In vitro DNA methylation assays
DNA methylation kinetics shown in Figs. 3f, 4e, 7a, and Supplementary Fig. 16c were conducted using the C-terminal domains of DNMT3A–DNMT3L or DNMT3B–DNMT3L. A 20 μL reaction mixture contained 0.75 µM DNA, 0.3 µM DNMT3B–DNMT3L or DNMT3A–DNMT3L tetramer, 2.5 μM S-adenosyl-L-[methyl-3H]methionine (specific activity 18 Ci/mmol, PerkinElmer) in 50 mM Tris-HCl, pH 8.0, 0.05% β-mercaptoethanol, 5% glycerol and 200 μg/mL BSA. The DNA methylation assays were carried out in triplicate at 37 °C for 40 min before being quenched by addition of 5 µL of 10 mM unlabeled SAM. For detection, 12.5 µL of reaction mixture was spot on DEAE Filtermat paper (PerkinElmer) and dried. The DEAE paper was then washed sequentially with 3 × 5 mL of cold 0.2 M ammonium bicarbonate, 5 mL of Milli Q water, and 5 mL of ethanol. The DEAE paper was air dried and transferred to scintillation vials filled with 5 mL of ScintiVerse (Fisher). The radioactivity of tritium was measured with a Beckman LS6500 counter.

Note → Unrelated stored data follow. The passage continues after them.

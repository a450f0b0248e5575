use std::fmt;

use serde::{Deserialize, Serialize};
use thiserror::Error;

use crate::ids::{FormId, ModuleId};

#[derive(Debug, Error)]
pub enum ModelError {
    #[error("invalid module id: {0:?}")]
    InvalidModuleId(String),
    #[error("invalid form id: {0:?}")]
    InvalidFormId(String),
    #[error("invalid case type: {0:?}")]
    InvalidCaseType(String),
    #[error("invalid build version: {0:?}")]
    InvalidBuildVersion(String),
    #[error("duplicate module id: {0}")]
    DuplicateModuleId(ModuleId),
    #[error("duplicate form id: {0}")]
    DuplicateFormId(FormId),
    #[error("unknown module id: {0}")]
    UnknownModule(ModuleId),
    #[error("unknown form id: {0}")]
    UnknownForm(FormId),
}

/// Errors raised by schedule phase management and schedule compilation.
#[derive(Debug, Clone, PartialEq, Eq, Error)]
#[error("{message}")]
pub struct ScheduleError {
    pub message: String,
}

impl ScheduleError {
    pub fn new(message: impl Into<String>) -> Self {
        Self {
            message: message.into(),
        }
    }
}

/// Graph in which a cycle was detected.
#[derive(Debug, Clone, Copy, PartialEq, Eq, Serialize, Deserialize)]
#[serde(rename_all = "snake_case")]
pub enum CycleKind {
    /// `root_module_id` and parent-select edges between modules.
    ModuleParent,
    /// `parent_tag` edges between the case actions of one form.
    CaseParent,
    /// Shadow module and shadow form source links.
    Shadow,
}

impl CycleKind {
    pub fn as_str(self) -> &'static str {
        match self {
            CycleKind::ModuleParent | CycleKind::CaseParent => "parent cycle",
            CycleKind::Shadow => "shadow cycle",
        }
    }
}

impl fmt::Display for CycleKind {
    fn fmt(&self, f: &mut fmt::Formatter<'_>) -> fmt::Result {
        f.write_str(self.as_str())
    }
}

/// Fatal compile errors. Any of these aborts the whole compile.
#[derive(Debug, Error)]
pub enum CompileError {
    #[error("{kind}: {}", members.join(" -> "))]
    Cycle {
        kind: CycleKind,
        module: Option<ModuleId>,
        form: Option<FormId>,
        members: Vec<String>,
    },
    #[error("case graph error{}: {message}", location(module.as_ref(), form.as_ref()))]
    CaseGraph {
        module: Option<ModuleId>,
        form: Option<FormId>,
        message: String,
    },
    #[error("duplicate instance id '{instance_id}'{}: {message}", location(module.as_ref(), form.as_ref()))]
    DuplicateInstanceId {
        module: Option<ModuleId>,
        form: Option<FormId>,
        instance_id: String,
        message: String,
    },
    #[error("schedule error{}: {source}", location(module.as_ref(), form.as_ref()))]
    Schedule {
        module: Option<ModuleId>,
        form: Option<FormId>,
        #[source]
        source: ScheduleError,
    },
    #[error("{message}{}", location(module.as_ref(), form.as_ref()))]
    SuiteValidation {
        module: Option<ModuleId>,
        form: Option<FormId>,
        message: String,
    },
    #[error("resource override error for '{pre_id}': {message}")]
    ResourceOverride { pre_id: String, message: String },
    #[error("failed to fingerprint app")]
    Fingerprint {
        #[source]
        source: serde_json::Error,
    },
    #[error(transparent)]
    Model(#[from] ModelError),
}

impl CompileError {
    pub fn suite_validation(
        module: Option<&ModuleId>,
        form: Option<&FormId>,
        message: impl Into<String>,
    ) -> Self {
        CompileError::SuiteValidation {
            module: module.cloned(),
            form: form.cloned(),
            message: message.into(),
        }
    }

    pub fn case_graph(
        module: Option<&ModuleId>,
        form: Option<&FormId>,
        message: impl Into<String>,
    ) -> Self {
        CompileError::CaseGraph {
            module: module.cloned(),
            form: form.cloned(),
            message: message.into(),
        }
    }

    pub fn schedule(module: &ModuleId, form: Option<&FormId>, source: ScheduleError) -> Self {
        CompileError::Schedule {
            module: Some(module.clone()),
            form: form.cloned(),
            source,
        }
    }

    /// Short machine-readable name of the error class.
    pub fn kind(&self) -> &'static str {
        match self {
            CompileError::Cycle { .. } => "cycle",
            CompileError::CaseGraph { .. } => "case_graph",
            CompileError::DuplicateInstanceId { .. } => "duplicate_instance_id",
            CompileError::Schedule { .. } => "schedule",
            CompileError::SuiteValidation { .. } => "suite_validation",
            CompileError::ResourceOverride { .. } => "resource_override",
            CompileError::Fingerprint { .. } => "fingerprint",
            CompileError::Model(_) => "model",
        }
    }

    pub fn module(&self) -> Option<&ModuleId> {
        match self {
            CompileError::Cycle { module, .. }
            | CompileError::CaseGraph { module, .. }
            | CompileError::DuplicateInstanceId { module, .. }
            | CompileError::Schedule { module, .. }
            | CompileError::SuiteValidation { module, .. } => module.as_ref(),
            _ => None,
        }
    }

    pub fn form(&self) -> Option<&FormId> {
        match self {
            CompileError::Cycle { form, .. }
            | CompileError::CaseGraph { form, .. }
            | CompileError::DuplicateInstanceId { form, .. }
            | CompileError::Schedule { form, .. }
            | CompileError::SuiteValidation { form, .. } => form.as_ref(),
            _ => None,
        }
    }
}

fn location(module: Option<&ModuleId>, form: Option<&FormId>) -> String {
    match (module, form) {
        (Some(module), Some(form)) => format!(" (module {module}, form {form})"),
        (Some(module), None) => format!(" (module {module})"),
        (None, Some(form)) => format!(" (form {form})"),
        (None, None) => String::new(),
    }
}

pub type Result<T> = std::result::Result<T, CompileError>;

For experimental validation of the SatII preference of DNMT3B, the 6-bp SatII flanking sequence (TCCATTCGATGATG) was integrated into a regular 30-mer CpG substrate. As reference the AGGCGCCC substrate which is highly disfavored by DNMT3B was used and embedded in the same overall sequence context. Both substrates were used with a hemimethylated CpG site with methylation in lower strand and with a fully methylated CpG site. In each case, the activity observed with the fully methylated substrate was subtracted from the activity detected with the hemimethylated substrate to specifically determine the methylation of the target CpG in the upper DNA strand30,51.
DNA methylation kinetics shown in Figs. 1f, 4i, and Supplementary Figs. 3, 6a–c, 13 were measured using 1 µM biotinylated double-stranded 30-mer oligonucleotides containing a single CpG site basically as described51. Using a standard substrate GAG AAG CTG GGA CTT CCG GGA GGA GAG TGC34, flanking sequences selected to be preferred or disfavored by DNMT3A and DNMT3B were inserted as described in the text and figure legends. In all substrates, the lower DNA strand was biotinylated. To study the specific methylation of one CpG site in one DNA strand, each different oligonucleotide substrate was used in hemimethylated form and with the central CpG site in fully methylated form and the methylation rate observed with the fully methylated substrate was subtracted from the rate observed with corresponding the hemimethylated one. DNA methylation was measured by the incorporation of tritiated methyl groups from radioactively labeled SAM (PerkinElmer) into the biotinylated substrate using an avidin–biotin methylation plate assay46. The methylation reactions were carried out in methylation buffer (20 mM HEPES pH 7.5, 1 mM EDTA, 50 mM KCl, 0.05 mg/ml bovine serum albumin) at 37 °C using 2 µM WT or mutant DNMT3A or DNMT3B catalytic domain. The reactions were started by adding 0.76 µM radioactively labeled SAM. The initial slope of the enzymatic reaction was determined by linear regression. In Fig. 4i, as reference substrate a biotinylated 509-mer DNA containing 58 CpG sites was used at a concentration of 100 nM46,51.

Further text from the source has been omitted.